Presidente Pe a 2 anni dall'omicidio della giornalista maltese

Redazione ANSA

BRUXELLES - "Questa settimana segna due anni dall'assassinio brutale della giornalista investigativa maltese Daphne Caruana Galizia. È triste, ma allo stesso tempo necessario, ricordare l'importanza della libertà di espressione e di stampa in Paesi democratici come i nostri". Così in una nota il presidente del Parlamento europeo, David Sassoli.
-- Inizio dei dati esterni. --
//! Interchangeable mask backends
//!
//! Every backend turns an RGBA image into an [`AlphaMask`] of the same size:
//! - Learned segmentation (U²-Net through ONNX Runtime, soft mask)
//! - Graph-cut (classical GrabCut seeded by an inset rectangle, no model)
//! - Direct inference (U²-Net through ONNX Runtime, largest-component filter)
//!
//! Backends are selected with [`BackendType`] and created by a
//! [`BackendFactory`], so callers never inspect concrete backend types.

pub mod grabcut;

#[cfg(feature = "onnx")]
pub mod direct;
#[cfg(feature = "onnx")]
pub mod learned;

pub use self::grabcut::GraphCutBackend;

#[cfg(feature = "onnx")]
pub use self::direct::DirectInferenceBackend;
#[cfg(feature = "onnx")]
pub use self::learned::LearnedBackend;

use crate::config::RemovalConfig;
use crate::error::{Error, Result};
use crate::models::ModelKind;
#[cfg(feature = "onnx")]
use crate::{models::ModelManager, session_cache::SessionCache};
use crate::types::AlphaMask;
use image::RgbaImage;
use instant::Duration;
use serde::{Deserialize, Serialize};
use std::path::PathBuf;

/// Trait for mask backends
pub trait MaskBackend: Send {
    /// Short identifier used in logs and results
    fn name(&self) -> &'static str;

    /// Load whatever the backend needs before the first mask
    ///
    /// Returns the model load time when a model was actually loaded.
    ///
    /// # Errors
    /// - [`Error::ModelNotFound`] when a required model file is absent
    /// - Model loading failures
    fn initialize(&mut self) -> Result<Option<Duration>>;

    /// Check if the backend is ready to produce masks
    fn is_initialized(&self) -> bool;

    /// Produce an alpha mask with the same dimensions as `image`
    ///
    /// # Errors
    /// - Backend not initialized and initialization fails
    /// - Per-image inference or processing failures
    fn produce_mask(&mut self, image: &RgbaImage) -> Result<AlphaMask>;

    /// Model file the backend depends on, if any
    fn required_model(&self) -> Option<ModelRequirement> {
        None
    }
}

/// A model file a backend needs on disk
#[derive(Debug, Clone, PartialEq, Eq)]
pub struct ModelRequirement {
    pub kind: ModelKind,
    /// Expected location inside the model directory
    pub path: PathBuf,
    /// Whether the processor may fetch the file when it is missing
    pub downloadable: bool,
}

/// Backend selection
#[derive(Debug, Clone, Copy, PartialEq, Serialize, Deserialize)]
#[serde(tag = "type", rename_all = "snake_case")]
pub enum BackendType {
    /// Packaged salient-object model, downloaded on first use
    Learned,
    /// GrabCut with the given margin fraction (0.0-0.3)
    GraphCut { margin_fraction: f32 },
    /// Pre-downloaded network with connected-component filtering
    DirectInference,
}

impl BackendType {
    /// Graph-cut with the default 5% margin
    pub const DEFAULT_GRAPH_CUT: BackendType = BackendType::GraphCut {
        margin_fraction: 0.05,
    };

    #[must_use]
    pub fn name(&self) -> &'static str {
        match self {
            BackendType::Learned => "learned",
            BackendType::GraphCut { .. } => "graph-cut",
            BackendType::DirectInference => "direct",
        }
    }

    /// Whether this backend runs an ONNX model
    #[must_use]
    pub fn uses_model(&self) -> bool {
        !matches!(self, BackendType::GraphCut { .. })
    }
}

impl std::fmt::Display for BackendType {
    fn fmt(&self, f: &mut std::fmt::Formatter<'_>) -> std::fmt::Result {
        match self {
            BackendType::GraphCut { margin_fraction } => {
                write!(f, "graph-cut (margin {:.0}%)", margin_fraction * 100.0)
            },
            other => write!(f, "{}", other.name()),
        }
    }
}

/// Factory trait for creating mask backends
pub trait BackendFactory: Send + Sync {
    /// Create a backend for the configuration's backend type
    ///
    /// # Errors
    /// - Unsupported backend types
    /// - Invalid backend parameters
    /// - Model directory cannot be resolved
    fn create_backend(&self, config: &RemovalConfig) -> Result<Box<dyn MaskBackend>>;

    /// List available backend types
    fn available_backends(&self) -> Vec<BackendType>;
}

/// Default backend factory
///
/// ONNX sessions are cached inside the factory and shared by every backend
/// it creates.
#[derive(Debug, Clone, Default)]
pub struct DefaultBackendFactory {
    #[cfg(feature = "onnx")]
    sessions: SessionCache,
}

impl DefaultBackendFactory {
    #[must_use]
    pub fn new() -> Self {
        Self::default()
    }

    /// Session cache shared by the ONNX backends of this factory
    #[cfg(feature = "onnx")]
    #[must_use]
    pub fn sessions(&self) -> &SessionCache {
        &self.sessions
    }
}

impl BackendFactory for DefaultBackendFactory {
    fn create_backend(&self, config: &RemovalConfig) -> Result<Box<dyn MaskBackend>> {
        match config.backend {
            BackendType::GraphCut { margin_fraction } => {
                Ok(Box::new(GraphCutBackend::new(margin_fraction)?))
            },
            #[cfg(feature = "onnx")]
            BackendType::Learned => {
                let models = ModelManager::with_override(config.model_dir.as_deref())?;
                Ok(Box::new(LearnedBackend::new(
                    models.model_path(config.model),
                    config.model,
                    config.intra_threads,
                    self.sessions.clone(),
                )))
            },
            #[cfg(feature = "onnx")]
            BackendType::DirectInference => {
                let models = ModelManager::with_override(config.model_dir.as_deref())?;
                Ok(Box::new(DirectInferenceBackend::new(
                    models.model_path(config.model),
                    config.model,
                    config.intra_threads,
                    self.sessions.clone(),
                )))
            },
            #[cfg(not(feature = "onnx"))]
            other => {
                Err(Error::invalid_config(format!(
                    "The {} backend requires the `onnx` feature",
                    other.name()
                )))
            },
        }
    }

    fn available_backends(&self) -> Vec<BackendType> {
        let mut backends = vec![BackendType::DEFAULT_GRAPH_CUT];
        if cfg!(feature = "onnx") {
            backends.insert(0, BackendType::Learned);
            backends.push(BackendType::DirectInference);
        }
        backends
    }
}

/// Flatten a `(1, 1, H, W)` activation tensor into row-major values
#[cfg(feature = "onnx")]
pub(crate) fn activation_plane(output: &ndarray::Array4<f32>) -> Result<(Vec<f32>, u32, u32)> {
    let (n, c, h, w) = output.dim();
    if n < 1 || c < 1 || h == 0 || w == 0 {
        return Err(Error::inference(format!(
            "Unexpected activation shape {:?}",
            output.dim()
        )));
    }
    let plane = output.slice(ndarray::s![0, 0, .., ..]);
    let values: Vec<f32> = plane.iter().copied().collect();
    Ok((values, w as u32, h as u32))
}

#[cfg(test)]
mod tests {
    use super::*;

    #[test]
    fn test_backend_type_serde() {
        let json = serde_json::to_string(&BackendType::GraphCut { margin_fraction: 0.1 }).unwrap();
        assert_eq!(json, r#"{"type":"graph_cut","margin_fraction":0.1}"#);
        let parsed: BackendType = serde_json::from_str(r#"{"type":"direct_inference"}"#).unwrap();
        assert_eq!(parsed, BackendType::DirectInference);
    }

    #[test]
    fn test_factory_creates_graph_cut() {
        let config = RemovalConfig::builder().graph_cut_percent(10).build().unwrap();
        let backend = DefaultBackendFactory::new().create_backend(&config).unwrap();
        assert_eq!(backend.name(), "graph-cut");
        assert!(backend.required_model().is_none());
    }

    #[test]
    fn test_factory_rejects_invalid_margin() {
        let config = RemovalConfig {
            backend: BackendType::GraphCut { margin_fraction: 0.9 },
            ..RemovalConfig::default()
        };
        let result = DefaultBackendFactory::new().create_backend(&config);
        assert!(matches!(result, Err(Error::InvalidConfig(_))));
    }

    #[test]
    fn test_available_backends_include_graph_cut() {
        let backends = DefaultBackendFactory::new().available_backends();
        assert!(backends.iter().any(|b| !b.uses_model()));
    }

    #[cfg(feature = "onnx")]
    #[test]
    fn test_model_backends_report_requirements() {
        let dir = tempfile::TempDir::new().unwrap();
        let factory = DefaultBackendFactory::new();

        let learned = RemovalConfig::builder().model_dir(dir.path()).build().unwrap();
        let requirement = factory.create_backend(&learned).unwrap().required_model().unwrap();
        assert_eq!(requirement.path, dir.path().join("u2net.onnx"));
        assert!(requirement.downloadable);

        let direct = RemovalConfig::builder()
            .backend(BackendType::DirectInference)
            .model_dir(dir.path())
            .build()
            .unwrap();
        let requirement = factory.create_backend(&direct).unwrap().required_model().unwrap();
        assert!(!requirement.downloadable);
    }
}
La giornalista "avrebbe avuto oggi 55 anni e una carriera brillante ancora davanti. Invece, siamo qui oggi a renderle omaggio perché il suo impegno e la sua dedizione come giornalista l'hanno portata via troppo presto - aggiunge Sassoli - è drammatico pensare che nel XXI secolo ci sia ancora bisogno di moniti a difesa dei diritti e delle libertà dei cittadini: questi sono il fondamento dei nostri valori europei e devono essere protetti e rispettati quotidianamente. Morire perché si sta svolgendo correttamente il proprio lavoro è semplicemente inaccettabile". "Vogliamo incoraggiare e sostenere il percorso della giustizia, il lavoro della magistratura e delle autorità maltesi nel tentativo di fare piena luce sull'efferato omicidio di Daphne - conclude il presidente del Pe - voglio manifestare apertamente la mia vicinanza e il mio sostegno a tutti quei giornalisti, uomini e donne coraggiosi, che come Daphne, sono costretti a sacrificare qualcosa della loro vita, se non la vita stessa, per la ricerca di uno dei beni più preziosi delle nostre democrazie: la verità. Il Parlamento europeo vuole essere custode dei valori di Daphne Caruana Galizia".